--- Material shown ---

//! Application configuration.
//!
//! # Responsibility
//! - Load and save the optional JSON settings file.
//! - Resolve relative paths against the config file's directory.
//!
//! # Invariants
//! - A missing file yields `AppConfig::default()`; a malformed one is an error.
//! - Unknown keys are ignored so older binaries can read newer files.

use crate::logging::default_log_level;
use serde::{Deserialize, Serialize};
use std::error::Error;
use std::fmt::{Display, Formatter};
use std::path::{Path, PathBuf};

pub const DEFAULT_CONFIG_FILE: &str = "classbook.json";
pub const DEFAULT_DATA_FILE: &str = "data/classbook.sqlite3";
const DEFAULT_LOG_DIR: &str = "logs";

#[derive(Debug)]
pub enum ConfigError {
    Io { path: PathBuf, source: std::io::Error },
    Malformed { path: PathBuf, source: serde_json::Error },
}

impl Display for ConfigError {
    fn fmt(&self, f: &mut Formatter<'_>) -> std::fmt::Result {
        match self {
            Self::Io { path, source } => {
                write!(f, "cannot access config `{}`: {source}", path.display())
            }
            Self::Malformed { path, source } => {
                write!(f, "malformed config `{}`: {source}", path.display())
            }
        }
    }
}

impl Error for ConfigError {
    fn source(&self) -> Option<&(dyn Error + 'static)> {
        match self {
            Self::Io { source, .. } => Some(source),
            Self::Malformed { source, .. } => Some(source),
        }
    }
}

#[derive(Debug, Clone, PartialEq, Eq, Serialize, Deserialize)]
#[serde(default)]
pub struct AppConfig {
    pub log_level: String,
    /// `None` disables file logging.
    pub log_dir: Option<PathBuf>,
    pub data_file: PathBuf,
}

impl Default for AppConfig {
    fn default() -> Self {
        Self {
            log_level: default_log_level().to_string(),
            log_dir: Some(PathBuf::from(DEFAULT_LOG_DIR)),
            data_file: PathBuf::from(DEFAULT_DATA_FILE),
        }
    }
}

impl AppConfig {
    pub fn load(path: impl AsRef<Path>) -> Result<Self, ConfigError> {
        let path = path.as_ref();
        let raw = match std::fs::read_to_string(path) {
            Ok(raw) => raw,
            Err(err) if err.kind() == std::io::ErrorKind::NotFound => return Ok(Self::default()),
            Err(source) => {
                return Err(ConfigError::Io {
                    path: path.to_path_buf(),
                    source,
                })
            }
        };
        serde_json::from_str(&raw).map_err(|source| ConfigError::Malformed {
            path: path.to_path_buf(),
            source,
        })
    }

    /// Writes pretty-printed JSON, creating parent directories.
    pub fn save(&self, path: impl AsRef<Path>) -> Result<(), ConfigError> {
        let path = path.as_ref();
        let io_err = |source: std::io::Error| ConfigError::Io {
            path: path.to_path_buf(),
            source,
        };
        if let Some(parent) = path.parent().filter(|parent| !parent.as_os_str().is_empty()) {
            std::fs::create_dir_all(parent).map_err(io_err)?;
        }
        let json = serde_json::to_string_pretty(self).map_err(|source| ConfigError::Malformed {
            path: path.to_path_buf(),
            source,
        })?;
        std::fs::write(path, json).map_err(io_err)
    }

    /// Absolute log directory, relative entries resolved against `base`.
    pub fn resolve_log_dir(&self, base: &Path) -> Option<PathBuf> {
        self.log_dir.as_deref().map(|dir| resolve(base, dir))
    }

    pub fn resolve_data_file(&self, base: &Path) -> PathBuf {
        resolve(base, &self.data_file)
    }
}

fn resolve(base: &Path, path: &Path) -> PathBuf {
    if path.is_absolute() {
        path.to_path_buf()
    } else {
        base.join(path)
    }
}

#[cfg(test)]
mod tests {
    use super::*;

    #[test]
    fn missing_file_gives_defaults() {
        let dir = tempfile::tempdir().unwrap();
        let config = AppConfig::load(dir.path().join("absent.json")).unwrap();
        assert_eq!(config, AppConfig::default());
    }

    #[test]
    fn partial_file_keeps_other_defaults() {
        let dir = tempfile::tempdir().unwrap();
        let path = dir.path().join("classbook.json");
        std::fs::write(&path, r#"{"log_level":"warn","unknown":1}"#).unwrap();

        let config = AppConfig::load(&path).unwrap();
        assert_eq!(config.log_level, "warn");
        assert_eq!(config.data_file, PathBuf::from(DEFAULT_DATA_FILE));
    }

    #[test]
    fn malformed_file_is_an_error() {
        let dir = tempfile::tempdir().unwrap();
        let path = dir.path().join("classbook.json");
        std::fs::write(&path, "{ not json").unwrap();
        assert!(matches!(
            AppConfig::load(&path),
            Err(ConfigError::Malformed { .. })
        ));
    }

    #[test]
    fn relative_paths_resolve_against_base() {
        let config = AppConfig::default();
        let base = Path::new("/srv/classbook");
        assert_eq!(
            config.resolve_data_file(base),
            PathBuf::from("/srv/classbook/data/classbook.sqlite3")
        );
        assert_eq!(
            config.resolve_log_dir(base),
            Some(PathBuf::from("/srv/classbook/logs"))
        );
    }
}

---

■ **Assignment**:
Among the lines above, return each one holding the string "Deserialize".

■ **Final answer**:
use serde::{Deserialize, Serialize};
#[derive(Debug, Clone, PartialEq, Eq, Serialize, Deserialize)]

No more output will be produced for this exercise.